(Dataset entries)
------------
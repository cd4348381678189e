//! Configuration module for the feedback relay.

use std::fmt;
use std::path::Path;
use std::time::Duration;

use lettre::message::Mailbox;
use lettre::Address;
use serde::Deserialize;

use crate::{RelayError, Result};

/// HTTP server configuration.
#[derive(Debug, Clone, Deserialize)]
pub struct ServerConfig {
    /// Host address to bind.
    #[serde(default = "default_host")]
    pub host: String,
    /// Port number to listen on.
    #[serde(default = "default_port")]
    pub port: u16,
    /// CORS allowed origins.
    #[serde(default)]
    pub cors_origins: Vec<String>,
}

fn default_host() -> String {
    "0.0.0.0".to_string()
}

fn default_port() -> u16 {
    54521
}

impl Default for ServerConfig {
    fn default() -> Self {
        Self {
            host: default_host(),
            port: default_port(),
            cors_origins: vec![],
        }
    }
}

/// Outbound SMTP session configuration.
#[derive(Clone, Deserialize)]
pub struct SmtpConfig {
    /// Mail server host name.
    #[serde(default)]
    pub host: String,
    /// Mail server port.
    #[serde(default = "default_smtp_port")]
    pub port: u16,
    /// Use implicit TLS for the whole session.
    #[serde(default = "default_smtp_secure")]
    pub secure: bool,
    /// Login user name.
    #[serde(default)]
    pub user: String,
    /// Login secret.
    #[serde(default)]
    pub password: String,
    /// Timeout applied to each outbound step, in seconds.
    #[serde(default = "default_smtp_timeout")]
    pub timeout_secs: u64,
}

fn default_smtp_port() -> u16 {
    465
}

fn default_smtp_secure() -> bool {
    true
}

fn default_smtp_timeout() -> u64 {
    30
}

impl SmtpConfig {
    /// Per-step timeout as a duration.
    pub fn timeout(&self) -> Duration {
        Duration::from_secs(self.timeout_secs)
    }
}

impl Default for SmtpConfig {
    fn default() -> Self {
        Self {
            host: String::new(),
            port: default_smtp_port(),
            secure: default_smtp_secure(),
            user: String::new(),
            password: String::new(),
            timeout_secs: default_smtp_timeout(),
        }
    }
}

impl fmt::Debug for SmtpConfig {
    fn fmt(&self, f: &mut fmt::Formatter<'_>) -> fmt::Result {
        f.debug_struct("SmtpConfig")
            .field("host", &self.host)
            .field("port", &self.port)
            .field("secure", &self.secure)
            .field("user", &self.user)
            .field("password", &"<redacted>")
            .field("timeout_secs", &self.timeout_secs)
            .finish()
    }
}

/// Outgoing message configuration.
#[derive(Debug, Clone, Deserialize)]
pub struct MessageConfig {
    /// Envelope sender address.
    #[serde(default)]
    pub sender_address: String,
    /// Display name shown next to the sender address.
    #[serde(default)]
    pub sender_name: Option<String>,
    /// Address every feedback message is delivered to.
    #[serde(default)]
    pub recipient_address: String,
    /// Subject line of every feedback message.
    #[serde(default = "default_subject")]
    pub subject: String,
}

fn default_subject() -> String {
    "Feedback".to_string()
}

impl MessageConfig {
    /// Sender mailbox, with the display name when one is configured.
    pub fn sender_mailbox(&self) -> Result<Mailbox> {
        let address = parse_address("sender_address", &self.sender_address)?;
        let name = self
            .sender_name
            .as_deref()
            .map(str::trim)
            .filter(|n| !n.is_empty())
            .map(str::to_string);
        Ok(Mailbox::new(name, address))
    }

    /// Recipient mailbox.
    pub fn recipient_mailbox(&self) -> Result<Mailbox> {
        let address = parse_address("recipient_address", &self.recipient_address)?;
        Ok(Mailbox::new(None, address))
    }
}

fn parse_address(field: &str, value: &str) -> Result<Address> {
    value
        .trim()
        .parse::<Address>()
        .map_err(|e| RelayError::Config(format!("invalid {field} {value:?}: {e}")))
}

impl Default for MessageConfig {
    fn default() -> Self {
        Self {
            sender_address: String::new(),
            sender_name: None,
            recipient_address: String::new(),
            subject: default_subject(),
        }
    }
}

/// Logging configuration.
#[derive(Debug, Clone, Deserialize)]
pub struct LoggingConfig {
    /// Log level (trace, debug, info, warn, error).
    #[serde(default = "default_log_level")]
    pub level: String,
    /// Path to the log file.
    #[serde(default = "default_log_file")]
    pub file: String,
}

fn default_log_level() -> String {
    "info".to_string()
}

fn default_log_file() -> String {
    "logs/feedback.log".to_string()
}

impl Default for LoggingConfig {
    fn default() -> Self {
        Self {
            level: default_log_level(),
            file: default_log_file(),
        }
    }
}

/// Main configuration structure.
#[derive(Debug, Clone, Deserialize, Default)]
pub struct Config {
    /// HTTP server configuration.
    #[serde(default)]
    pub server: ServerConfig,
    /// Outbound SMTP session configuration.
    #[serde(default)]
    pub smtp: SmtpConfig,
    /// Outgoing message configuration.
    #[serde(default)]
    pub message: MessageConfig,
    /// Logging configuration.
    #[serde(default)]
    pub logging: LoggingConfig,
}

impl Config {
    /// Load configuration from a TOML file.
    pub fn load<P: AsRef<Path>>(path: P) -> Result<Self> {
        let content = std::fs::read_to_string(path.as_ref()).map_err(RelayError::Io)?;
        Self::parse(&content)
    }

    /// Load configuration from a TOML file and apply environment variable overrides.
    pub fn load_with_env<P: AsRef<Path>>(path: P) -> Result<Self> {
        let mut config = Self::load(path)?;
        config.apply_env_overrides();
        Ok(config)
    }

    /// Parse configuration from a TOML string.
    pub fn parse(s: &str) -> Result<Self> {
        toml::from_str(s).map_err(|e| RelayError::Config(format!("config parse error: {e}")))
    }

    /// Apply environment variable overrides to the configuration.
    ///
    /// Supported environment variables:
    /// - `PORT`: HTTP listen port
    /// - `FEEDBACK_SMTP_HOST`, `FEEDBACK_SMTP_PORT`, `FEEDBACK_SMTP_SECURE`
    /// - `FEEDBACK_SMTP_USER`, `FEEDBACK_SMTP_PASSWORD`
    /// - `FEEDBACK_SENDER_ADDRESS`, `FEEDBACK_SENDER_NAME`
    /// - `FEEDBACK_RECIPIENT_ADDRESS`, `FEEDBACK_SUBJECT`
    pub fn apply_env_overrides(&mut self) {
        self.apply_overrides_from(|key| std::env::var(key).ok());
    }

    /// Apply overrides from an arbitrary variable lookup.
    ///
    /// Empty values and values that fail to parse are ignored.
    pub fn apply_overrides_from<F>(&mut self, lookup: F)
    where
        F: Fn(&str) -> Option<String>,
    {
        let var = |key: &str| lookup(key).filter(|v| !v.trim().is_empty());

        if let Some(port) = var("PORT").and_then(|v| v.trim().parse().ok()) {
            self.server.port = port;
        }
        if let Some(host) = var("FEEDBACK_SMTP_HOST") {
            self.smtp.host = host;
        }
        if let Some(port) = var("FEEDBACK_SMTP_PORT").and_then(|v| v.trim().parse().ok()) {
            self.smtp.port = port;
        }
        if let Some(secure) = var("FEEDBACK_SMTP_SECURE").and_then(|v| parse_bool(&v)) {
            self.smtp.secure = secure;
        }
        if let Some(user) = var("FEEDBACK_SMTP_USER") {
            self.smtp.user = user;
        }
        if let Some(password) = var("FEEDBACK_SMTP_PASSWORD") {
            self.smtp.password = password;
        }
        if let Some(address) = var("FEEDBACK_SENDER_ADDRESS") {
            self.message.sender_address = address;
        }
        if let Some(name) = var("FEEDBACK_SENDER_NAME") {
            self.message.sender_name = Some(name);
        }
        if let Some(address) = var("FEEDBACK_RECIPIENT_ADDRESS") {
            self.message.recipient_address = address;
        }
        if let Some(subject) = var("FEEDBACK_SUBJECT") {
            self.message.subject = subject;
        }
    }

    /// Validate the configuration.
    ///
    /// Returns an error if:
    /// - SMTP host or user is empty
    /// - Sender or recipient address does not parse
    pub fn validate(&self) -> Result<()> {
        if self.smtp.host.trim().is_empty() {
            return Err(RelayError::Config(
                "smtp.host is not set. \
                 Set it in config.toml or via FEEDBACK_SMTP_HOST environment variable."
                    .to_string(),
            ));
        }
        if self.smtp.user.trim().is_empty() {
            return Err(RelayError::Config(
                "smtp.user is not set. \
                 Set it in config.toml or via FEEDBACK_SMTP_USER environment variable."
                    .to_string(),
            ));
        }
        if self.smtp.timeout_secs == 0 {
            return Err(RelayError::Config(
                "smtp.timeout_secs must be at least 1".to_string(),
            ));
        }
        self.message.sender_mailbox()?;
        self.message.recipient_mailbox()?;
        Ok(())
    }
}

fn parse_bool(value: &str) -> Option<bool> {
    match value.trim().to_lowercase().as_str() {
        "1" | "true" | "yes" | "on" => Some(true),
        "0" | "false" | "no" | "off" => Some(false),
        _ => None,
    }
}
------------
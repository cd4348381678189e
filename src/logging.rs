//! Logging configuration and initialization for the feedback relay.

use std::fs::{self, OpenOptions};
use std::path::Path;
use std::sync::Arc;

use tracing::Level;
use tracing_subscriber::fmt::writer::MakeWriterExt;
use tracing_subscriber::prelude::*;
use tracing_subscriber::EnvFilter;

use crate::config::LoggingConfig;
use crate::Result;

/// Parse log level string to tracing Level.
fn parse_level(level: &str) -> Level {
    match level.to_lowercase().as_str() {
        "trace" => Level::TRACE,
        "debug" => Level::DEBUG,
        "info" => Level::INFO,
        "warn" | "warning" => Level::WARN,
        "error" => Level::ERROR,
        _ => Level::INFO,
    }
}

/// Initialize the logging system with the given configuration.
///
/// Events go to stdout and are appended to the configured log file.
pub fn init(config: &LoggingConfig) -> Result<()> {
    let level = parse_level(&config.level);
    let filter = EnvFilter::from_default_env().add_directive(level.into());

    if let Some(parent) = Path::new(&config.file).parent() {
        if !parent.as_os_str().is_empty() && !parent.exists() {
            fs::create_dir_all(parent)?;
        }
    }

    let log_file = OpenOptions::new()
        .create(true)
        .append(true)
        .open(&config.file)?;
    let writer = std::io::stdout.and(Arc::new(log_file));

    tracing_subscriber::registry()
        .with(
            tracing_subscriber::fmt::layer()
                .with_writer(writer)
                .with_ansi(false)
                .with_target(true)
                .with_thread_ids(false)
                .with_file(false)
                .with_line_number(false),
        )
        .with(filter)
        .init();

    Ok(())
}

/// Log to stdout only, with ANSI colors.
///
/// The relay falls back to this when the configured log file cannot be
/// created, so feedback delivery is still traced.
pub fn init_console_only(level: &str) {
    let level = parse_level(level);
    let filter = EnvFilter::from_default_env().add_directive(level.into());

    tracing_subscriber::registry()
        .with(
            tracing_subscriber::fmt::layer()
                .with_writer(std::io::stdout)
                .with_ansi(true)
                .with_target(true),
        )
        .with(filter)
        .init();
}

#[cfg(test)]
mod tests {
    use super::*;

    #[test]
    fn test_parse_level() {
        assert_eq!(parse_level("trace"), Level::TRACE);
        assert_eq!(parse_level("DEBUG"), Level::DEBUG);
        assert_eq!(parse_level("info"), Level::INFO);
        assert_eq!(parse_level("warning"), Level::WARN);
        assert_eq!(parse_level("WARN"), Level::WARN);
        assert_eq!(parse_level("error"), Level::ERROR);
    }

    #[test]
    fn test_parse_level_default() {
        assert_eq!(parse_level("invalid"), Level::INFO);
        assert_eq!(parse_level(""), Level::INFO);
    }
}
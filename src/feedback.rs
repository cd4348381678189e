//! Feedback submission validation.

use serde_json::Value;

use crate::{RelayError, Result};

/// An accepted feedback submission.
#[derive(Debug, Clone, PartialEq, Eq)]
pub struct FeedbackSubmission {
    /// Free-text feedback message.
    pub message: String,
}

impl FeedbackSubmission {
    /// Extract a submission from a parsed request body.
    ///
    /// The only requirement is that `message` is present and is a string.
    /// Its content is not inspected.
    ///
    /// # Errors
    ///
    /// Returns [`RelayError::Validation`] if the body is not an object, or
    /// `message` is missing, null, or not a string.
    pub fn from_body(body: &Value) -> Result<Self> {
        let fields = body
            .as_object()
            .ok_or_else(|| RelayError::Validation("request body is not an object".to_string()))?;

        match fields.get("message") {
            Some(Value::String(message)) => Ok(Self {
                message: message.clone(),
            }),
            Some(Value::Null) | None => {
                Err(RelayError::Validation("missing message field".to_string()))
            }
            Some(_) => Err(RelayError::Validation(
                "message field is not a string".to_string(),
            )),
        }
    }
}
------------
### EXERCISE
Take each line above that holds the string "lettre" and copy it.

### FINISHED EXERCISE
use lettre::message::Mailbox;
use lettre::Address;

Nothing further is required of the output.